S. B. : La photographie comme la sculpture documentaire permet de sortir des problèmes inhérents à l’art ou plutôt cela oblige à considérer la réalité comme prédéterminante des méthodes de l’artiste. J’entends par là que ce n’est pas l’outil qui définit le travail. Le choix de représenter des formes déchues ne résulte pas d’un simple souci esthétique : les territoires de la décroissance sont réels, pas toujours visibles, parfois masqués. C’est donc assez juste que les artistes travaillent sur ces espaces, les explorent pour proposer d’autres lectures ou interprétations.
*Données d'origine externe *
//! Pipeline-level properties: pagination, ranking order, result validity.

use super::common::{engine_with, make_item};
use crate::name_strategy;
use crate::oracles::oracle_page;
use catalog_search::scoring::{relevance_score, MIN_SCORE};
use catalog_search::utils::paginate;
use catalog_search::{CatalogItem, DealType, QueryStatus};
use proptest::prelude::*;

fn item_strategy() -> impl Strategy<Value = (String, Option<DealType>)> {
    let deal = prop_oneof![
        Just(None),
        Just(Some(DealType::Loyalty)),
        Just(Some(DealType::Sale)),
        Just(Some(DealType::Promo)),
        Just(Some(DealType::Clearance)),
        Just(Some(DealType::None)),
    ];
    (name_strategy(), deal)
}

fn catalog_strategy() -> impl Strategy<Value = Vec<CatalogItem>> {
    prop::collection::vec(item_strategy(), 0..25).prop_map(|entries| {
        entries
            .into_iter()
            .enumerate()
            .map(|(i, (name, deal))| {
                let mut item = make_item(&format!("i{:02}", i), &name);
                item.deal_type = deal;
                item
            })
            .collect()
    })
}

proptest! {
    #![proptest_config(ProptestConfig::with_cases(100))]

    /// Property: paginate is the obvious skip/take slice.
    #[test]
    fn prop_paginate_matches_oracle(
        items in prop::collection::vec(any::<u8>(), 0..60),
        page in 0usize..10,
        size in 0usize..15,
    ) {
        prop_assert_eq!(paginate(&items, page, size), oracle_page(&items, page, size));
    }

    /// Property: scores are never below the floor.
    #[test]
    fn prop_score_floor((name, deal) in item_strategy()) {
        let mut item = make_item("x", &name);
        item.deal_type = deal;
        prop_assert!(relevance_score(&item) >= MIN_SCORE);
    }

    /// Property: every result matches the query somewhere, pages are
    /// disjoint, and results come in non-increasing score order.
    #[test]
    fn prop_results_valid_and_ranked(catalog in catalog_strategy(), query in "[a-z]{2,4}") {
        let engine = engine_with(catalog);
        let snapshot = engine.snapshot();
        let result = engine.search_with_correction(&query, 0, 100);

        match result.status {
            QueryStatus::Rejected => prop_assert!(false, "valid query {:?} rejected", query),
            QueryStatus::NoMatch => prop_assert!(result.items.is_empty()),
            QueryStatus::Matched(_) => prop_assert!(!result.items.is_empty()),
        }

        for pair in result.items.windows(2) {
            let a = snapshot.scores().score_or_floor(&pair[0].id);
            let b = snapshot.scores().score_or_floor(&pair[1].id);
            prop_assert!(a > b || (a == b && pair[0].id < pair[1].id));
        }
        for item in &result.items {
            prop_assert!(snapshot.item(&item.id).is_some());
        }

        let first = engine.search(&query, 0, 3);
        let second = engine.search(&query, 1, 3);
        for item in &second {
            prop_assert!(first.iter().all(|f| f.id != item.id));
        }
    }
}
Ces images d’avions auraient pu être composées. Quand j’ai vu ces avions en Corée, je réalisais des photomontages assemblant des fragments de constructions. Je détournais et imbriquais des portions de ville, de bâtiments, de structures, pour fabriquer des chimères (des assemblages de pavillons, un hangar perché sur un pylône, etc). Avec la série des avions, c’est comme si la logique du photomontage avait contaminé le réel et elle réside doublement dans ces situation : il y a d’un côté la réutilisation d’un objet existant et de l’autre, l’effet spectaculaire produit par son déplacement. Je n’ai fait que photographier ces avions mais c’est comme si le montage avait précédé l’image.